▶ Supplied information
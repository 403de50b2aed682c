//! Print log model (immutable audit record of a finished job)

use serde::{Deserialize, Serialize};

use super::print_job::{FailureReason, JobState, PrintJob};

/// One record per job, written on its terminal transition
#[derive(Debug, Clone, PartialEq, Eq, Serialize, Deserialize)]
pub struct PrintLog {
    pub id: i64,
    pub job_id: String,
    pub restaurant_id: String,
    pub device_id: String,
    /// Time of the terminal transition
    pub timestamp: i64,
    pub submitted_at: i64,
    pub state: JobState,
    pub failure: Option<FailureReason>,
    pub detail: Option<String>,
    pub payload_len: usize,
}

impl PrintLog {
    /// Build the log entry for a job that has reached a terminal state
    pub fn from_job(id: i64, job: &PrintJob) -> Self {
        Self {
            id,
            job_id: job.id.clone(),
            restaurant_id: job.restaurant_id.clone(),
            device_id: job.device_id.clone(),
            timestamp: job.finished_at.unwrap_or(job.submitted_at),
            submitted_at: job.submitted_at,
            state: job.state,
            failure: job.failure,
            detail: job.detail.clone(),
            payload_len: job.payload.len(),
        }
    }
}

/// Print log query parameters
#[derive(Debug, Clone, Default, Serialize, Deserialize)]
pub struct PrintLogQuery {
    pub restaurant_id: Option<String>,
    pub device_id: Option<String>,
    /// Only entries at or after this timestamp (millis)
    pub since: Option<i64>,
    pub limit: Option<usize>,
}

▶ Exercise requirements
Transcribe every record above exactly as it appears.

▶ Exercise solution
repository 403de50b2aed682c
//! Print log model (immutable audit record of a finished job)

use serde::{Deserialize, Serialize};

use super::print_job::{FailureReason, JobState, PrintJob};

/// One record per job, written on its terminal transition
#[derive(Debug, Clone, PartialEq, Eq, Serialize, Deserialize)]
pub struct PrintLog {
    pub id: i64,
    pub job_id: String,
    pub restaurant_id: String,
    pub device_id: String,
    /// Time of the terminal transition
    pub timestamp: i64,
    pub submitted_at: i64,
    pub state: JobState,
    pub failure: Option<FailureReason>,
    pub detail: Option<String>,
    pub payload_len: usize,
}

impl PrintLog {
    /// Build the log entry for a job that has reached a terminal state
    pub fn from_job(id: i64, job: &PrintJob) -> Self {
        Self {
            id,
            job_id: job.id.clone(),
            restaurant_id: job.restaurant_id.clone(),
            device_id: job.device_id.clone(),
            timestamp: job.finished_at.unwrap_or(job.submitted_at),
            submitted_at: job.submitted_at,
            state: job.state,
            failure: job.failure,
            detail: job.detail.clone(),
            payload_len: job.payload.len(),
        }
    }
}

/// Print log query parameters
#[derive(Debug, Clone, Default, Serialize, Deserialize)]
pub struct PrintLogQuery {
    pub restaurant_id: Option<String>,
    pub device_id: Option<String>,
    /// Only entries at or after this timestamp (millis)
    pub since: Option<i64>,
    pub limit: Option<usize>,
}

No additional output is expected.